**Try it:** All the data should be printed again exactly as written.

**Information shown:**
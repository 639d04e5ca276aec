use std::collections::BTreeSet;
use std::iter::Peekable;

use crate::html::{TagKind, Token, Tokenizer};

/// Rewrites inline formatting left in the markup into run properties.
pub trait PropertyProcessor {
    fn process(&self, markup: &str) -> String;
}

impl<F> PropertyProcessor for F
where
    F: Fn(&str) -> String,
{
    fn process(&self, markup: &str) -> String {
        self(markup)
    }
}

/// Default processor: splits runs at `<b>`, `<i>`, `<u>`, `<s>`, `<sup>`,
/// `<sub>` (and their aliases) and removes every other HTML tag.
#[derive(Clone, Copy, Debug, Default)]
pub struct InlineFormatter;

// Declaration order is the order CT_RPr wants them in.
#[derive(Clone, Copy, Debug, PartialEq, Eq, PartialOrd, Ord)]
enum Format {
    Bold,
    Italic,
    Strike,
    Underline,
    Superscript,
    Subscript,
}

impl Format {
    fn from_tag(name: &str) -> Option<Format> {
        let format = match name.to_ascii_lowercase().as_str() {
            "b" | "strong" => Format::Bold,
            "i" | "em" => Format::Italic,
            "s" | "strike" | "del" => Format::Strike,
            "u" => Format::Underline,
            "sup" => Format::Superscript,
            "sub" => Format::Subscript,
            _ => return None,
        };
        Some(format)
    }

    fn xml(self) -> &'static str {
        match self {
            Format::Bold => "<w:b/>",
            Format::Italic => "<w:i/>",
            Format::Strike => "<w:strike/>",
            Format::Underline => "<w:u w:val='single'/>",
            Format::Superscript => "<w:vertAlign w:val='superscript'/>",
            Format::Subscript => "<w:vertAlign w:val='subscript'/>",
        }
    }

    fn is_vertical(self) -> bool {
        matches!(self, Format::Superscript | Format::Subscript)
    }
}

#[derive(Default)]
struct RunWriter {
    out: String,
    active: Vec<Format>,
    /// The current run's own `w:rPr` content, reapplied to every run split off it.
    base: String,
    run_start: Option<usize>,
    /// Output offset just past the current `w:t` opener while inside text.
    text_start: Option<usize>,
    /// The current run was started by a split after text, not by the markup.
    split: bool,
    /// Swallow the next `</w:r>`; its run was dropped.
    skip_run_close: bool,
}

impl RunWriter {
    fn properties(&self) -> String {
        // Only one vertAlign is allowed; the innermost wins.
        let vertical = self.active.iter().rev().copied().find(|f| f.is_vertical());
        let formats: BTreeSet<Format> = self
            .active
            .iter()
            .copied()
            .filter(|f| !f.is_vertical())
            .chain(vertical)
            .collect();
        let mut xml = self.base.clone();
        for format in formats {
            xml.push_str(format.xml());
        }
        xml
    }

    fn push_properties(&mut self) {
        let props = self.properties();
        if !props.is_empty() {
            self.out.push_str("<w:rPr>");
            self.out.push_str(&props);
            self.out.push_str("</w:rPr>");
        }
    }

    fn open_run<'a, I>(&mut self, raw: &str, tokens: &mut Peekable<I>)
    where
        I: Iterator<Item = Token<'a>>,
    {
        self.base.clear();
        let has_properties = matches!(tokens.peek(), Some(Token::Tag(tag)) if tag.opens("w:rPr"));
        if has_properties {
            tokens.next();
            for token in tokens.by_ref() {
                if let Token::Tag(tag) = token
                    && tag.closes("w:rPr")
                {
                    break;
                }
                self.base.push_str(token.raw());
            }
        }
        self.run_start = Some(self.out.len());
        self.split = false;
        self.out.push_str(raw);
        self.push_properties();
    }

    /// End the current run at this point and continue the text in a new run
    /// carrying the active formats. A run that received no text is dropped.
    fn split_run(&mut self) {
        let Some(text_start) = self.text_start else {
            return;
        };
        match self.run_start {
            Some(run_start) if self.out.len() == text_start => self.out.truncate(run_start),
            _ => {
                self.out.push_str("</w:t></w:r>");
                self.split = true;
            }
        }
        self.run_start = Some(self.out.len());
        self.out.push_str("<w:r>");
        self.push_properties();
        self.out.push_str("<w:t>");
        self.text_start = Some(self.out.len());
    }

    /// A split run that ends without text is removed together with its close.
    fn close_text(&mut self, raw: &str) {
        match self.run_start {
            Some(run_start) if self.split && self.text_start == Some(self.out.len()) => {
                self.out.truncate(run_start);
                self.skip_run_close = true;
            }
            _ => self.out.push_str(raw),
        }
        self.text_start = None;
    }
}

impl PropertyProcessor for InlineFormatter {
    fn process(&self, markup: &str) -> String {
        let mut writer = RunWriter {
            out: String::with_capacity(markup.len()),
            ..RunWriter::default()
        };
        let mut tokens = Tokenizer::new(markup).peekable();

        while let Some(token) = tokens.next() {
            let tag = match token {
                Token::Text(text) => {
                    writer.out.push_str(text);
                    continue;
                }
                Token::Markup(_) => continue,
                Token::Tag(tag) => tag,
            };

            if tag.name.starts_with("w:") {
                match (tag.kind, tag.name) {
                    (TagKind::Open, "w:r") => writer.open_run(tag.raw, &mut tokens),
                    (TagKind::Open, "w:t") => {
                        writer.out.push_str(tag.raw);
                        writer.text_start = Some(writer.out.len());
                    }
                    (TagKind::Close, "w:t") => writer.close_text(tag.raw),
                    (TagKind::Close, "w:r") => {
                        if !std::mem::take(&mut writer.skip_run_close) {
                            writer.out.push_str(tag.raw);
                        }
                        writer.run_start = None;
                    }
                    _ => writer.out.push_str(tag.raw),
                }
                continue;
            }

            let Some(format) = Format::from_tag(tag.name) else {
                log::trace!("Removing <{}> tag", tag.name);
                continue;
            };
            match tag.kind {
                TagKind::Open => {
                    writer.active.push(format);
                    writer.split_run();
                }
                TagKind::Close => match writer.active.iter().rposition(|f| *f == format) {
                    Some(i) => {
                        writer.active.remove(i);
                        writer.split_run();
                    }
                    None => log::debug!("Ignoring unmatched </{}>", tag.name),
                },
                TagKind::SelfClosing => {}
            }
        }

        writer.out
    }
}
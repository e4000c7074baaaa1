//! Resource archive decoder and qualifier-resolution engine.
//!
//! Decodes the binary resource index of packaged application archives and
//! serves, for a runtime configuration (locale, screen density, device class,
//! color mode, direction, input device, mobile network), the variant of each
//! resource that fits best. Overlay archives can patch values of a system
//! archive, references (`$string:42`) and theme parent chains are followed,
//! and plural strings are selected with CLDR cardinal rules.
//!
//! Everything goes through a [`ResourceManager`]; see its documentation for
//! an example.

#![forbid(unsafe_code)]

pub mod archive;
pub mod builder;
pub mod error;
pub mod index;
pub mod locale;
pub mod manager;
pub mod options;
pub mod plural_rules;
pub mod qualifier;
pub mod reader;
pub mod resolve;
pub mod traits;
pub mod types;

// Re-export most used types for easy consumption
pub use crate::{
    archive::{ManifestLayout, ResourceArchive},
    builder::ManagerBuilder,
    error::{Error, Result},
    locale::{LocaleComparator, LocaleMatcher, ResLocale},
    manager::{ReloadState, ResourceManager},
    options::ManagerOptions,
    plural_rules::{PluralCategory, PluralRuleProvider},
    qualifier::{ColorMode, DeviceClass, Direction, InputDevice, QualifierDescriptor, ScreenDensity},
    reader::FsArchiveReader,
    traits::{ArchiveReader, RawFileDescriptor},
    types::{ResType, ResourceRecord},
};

**Answer area:**
repository 639d04e5ca276aec
use std::collections::BTreeSet;
use std::iter::Peekable;

use crate::html::{TagKind, Token, Tokenizer};

/// Rewrites inline formatting left in the markup into run properties.
pub trait PropertyProcessor {
    fn process(&self, markup: &str) -> String;
}

impl<F> PropertyProcessor for F
where
    F: Fn(&str) -> String,
{
    fn process(&self, markup: &str) -> String {
        self(markup)
    }
}

/// Default processor: splits runs at `<b>`, `<i>`, `<u>`, `<s>`, `<sup>`,
/// `<sub>` (and their aliases) and removes every other HTML tag.
#[derive(Clone, Copy, Debug, Default)]
pub struct InlineFormatter;

// Declaration order is the order CT_RPr wants them in.
#[derive(Clone, Copy, Debug, PartialEq, Eq, PartialOrd, Ord)]
enum Format {
    Bold,
    Italic,
    Strike,
    Underline,
    Superscript,
    Subscript,
}

impl Format {
    fn from_tag(name: &str) -> Option<Format> {
        let format = match name.to_ascii_lowercase().as_str() {
            "b" | "strong" => Format::Bold,
            "i" | "em" => Format::Italic,
            "s" | "strike" | "del" => Format::Strike,
            "u" => Format::Underline,
            "sup" => Format::Superscript,
            "sub" => Format::Subscript,
            _ => return None,
        };
        Some(format)
    }

    fn xml(self) -> &'static str {
        match self {
            Format::Bold => "<w:b/>",
            Format::Italic => "<w:i/>",
            Format::Strike => "<w:strike/>",
            Format::Underline => "<w:u w:val='single'/>",
            Format::Superscript => "<w:vertAlign w:val='superscript'/>",
            Format::Subscript => "<w:vertAlign w:val='subscript'/>",
        }
    }

    fn is_vertical(self) -> bool {
        matches!(self, Format::Superscript | Format::Subscript)
    }
}

#[derive(Default)]
struct RunWriter {
    out: String,
    active: Vec<Format>,
    /// The current run's own `w:rPr` content, reapplied to every run split off it.
    base: String,
    run_start: Option<usize>,
    /// Output offset just past the current `w:t` opener while inside text.
    text_start: Option<usize>,
    /// The current run was started by a split after text, not by the markup.
    split: bool,
    /// Swallow the next `</w:r>`; its run was dropped.
    skip_run_close: bool,
}

impl RunWriter {
    fn properties(&self) -> String {
        // Only one vertAlign is allowed; the innermost wins.
        let vertical = self.active.iter().rev().copied().find(|f| f.is_vertical());
        let formats: BTreeSet<Format> = self
            .active
            .iter()
            .copied()
            .filter(|f| !f.is_vertical())
            .chain(vertical)
            .collect();
        let mut xml = self.base.clone();
        for format in formats {
            xml.push_str(format.xml());
        }
        xml
    }

    fn push_properties(&mut self) {
        let props = self.properties();
        if !props.is_empty() {
            self.out.push_str("<w:rPr>");
            self.out.push_str(&props);
            self.out.push_str("</w:rPr>");
        }
    }

    fn open_run<'a, I>(&mut self, raw: &str, tokens: &mut Peekable<I>)
    where
        I: Iterator<Item = Token<'a>>,
    {
        self.base.clear();
        let has_properties = matches!(tokens.peek(), Some(Token::Tag(tag)) if tag.opens("w:rPr"));
        if has_properties {
            tokens.next();
            for token in tokens.by_ref() {
                if let Token::Tag(tag) = token
                    && tag.closes("w:rPr")
                {
                    break;
                }
                self.base.push_str(token.raw());
            }
        }
        self.run_start = Some(self.out.len());
        self.split = false;
        self.out.push_str(raw);
        self.push_properties();
    }

    /// End the current run at this point and continue the text in a new run
    /// carrying the active formats. A run that received no text is dropped.
    fn split_run(&mut self) {
        let Some(text_start) = self.text_start else {
            return;
        };
        match self.run_start {
            Some(run_start) if self.out.len() == text_start => self.out.truncate(run_start),
            _ => {
                self.out.push_str("</w:t></w:r>");
                self.split = true;
            }
        }
        self.run_start = Some(self.out.len());
        self.out.push_str("<w:r>");
        self.push_properties();
        self.out.push_str("<w:t>");
        self.text_start = Some(self.out.len());
    }

    /// A split run that ends without text is removed together with its close.
    fn close_text(&mut self, raw: &str) {
        match self.run_start {
            Some(run_start) if self.split && self.text_start == Some(self.out.len()) => {
                self.out.truncate(run_start);
                self.skip_run_close = true;
            }
            _ => self.out.push_str(raw),
        }
        self.text_start = None;
    }
}

impl PropertyProcessor for InlineFormatter {
    fn process(&self, markup: &str) -> String {
        let mut writer = RunWriter {
            out: String::with_capacity(markup.len()),
            ..RunWriter::default()
        };
        let mut tokens = Tokenizer::new(markup).peekable();

        while let Some(token) = tokens.next() {
            let tag = match token {
                Token::Text(text) => {
                    writer.out.push_str(text);
                    continue;
                }
                Token::Markup(_) => continue,
                Token::Tag(tag) => tag,
            };

            if tag.name.starts_with("w:") {
                match (tag.kind, tag.name) {
                    (TagKind::Open, "w:r") => writer.open_run(tag.raw, &mut tokens),
                    (TagKind::Open, "w:t") => {
                        writer.out.push_str(tag.raw);
                        writer.text_start = Some(writer.out.len());
                    }
                    (TagKind::Close, "w:t") => writer.close_text(tag.raw),
                    (TagKind::Close, "w:r") => {
                        if !std::mem::take(&mut writer.skip_run_close) {
                            writer.out.push_str(tag.raw);
                        }
                        writer.run_start = None;
                    }
                    _ => writer.out.push_str(tag.raw),
                }
                continue;
            }

            let Some(format) = Format::from_tag(tag.name) else {
                log::trace!("Removing <{}> tag", tag.name);
                continue;
            };
            match tag.kind {
                TagKind::Open => {
                    writer.active.push(format);
                    writer.split_run();
                }
                TagKind::Close => match writer.active.iter().rposition(|f| *f == format) {
                    Some(i) => {
                        writer.active.remove(i);
                        writer.split_run();
                    }
                    None => log::debug!("Ignoring unmatched </{}>", tag.name),
                },
                TagKind::SelfClosing => {}
            }
        }

        writer.out
    }
}
repository e4000c7074baaaa1
//! Resource archive decoder and qualifier-resolution engine.
//!
//! Decodes the binary resource index of packaged application archives and
//! serves, for a runtime configuration (locale, screen density, device class,
//! color mode, direction, input device, mobile network), the variant of each
//! resource that fits best. Overlay archives can patch values of a system
//! archive, references (`$string:42`) and theme parent chains are followed,
//! and plural strings are selected with CLDR cardinal rules.
//!
//! Everything goes through a [`ResourceManager`]; see its documentation for
//! an example.

#![forbid(unsafe_code)]

pub mod archive;
pub mod builder;
pub mod error;
pub mod index;
pub mod locale;
pub mod manager;
pub mod options;
pub mod plural_rules;
pub mod qualifier;
pub mod reader;
pub mod resolve;
pub mod traits;
pub mod types;

// Re-export most used types for easy consumption
pub use crate::{
    archive::{ManifestLayout, ResourceArchive},
    builder::ManagerBuilder,
    error::{Error, Result},
    locale::{LocaleComparator, LocaleMatcher, ResLocale},
    manager::{ReloadState, ResourceManager},
    options::ManagerOptions,
    plural_rules::{PluralCategory, PluralRuleProvider},
    qualifier::{ColorMode, DeviceClass, Direction, InputDevice, QualifierDescriptor, ScreenDensity},
    reader::FsArchiveReader,
    traits::{ArchiveReader, RawFileDescriptor},
    types::{ResType, ResourceRecord},
};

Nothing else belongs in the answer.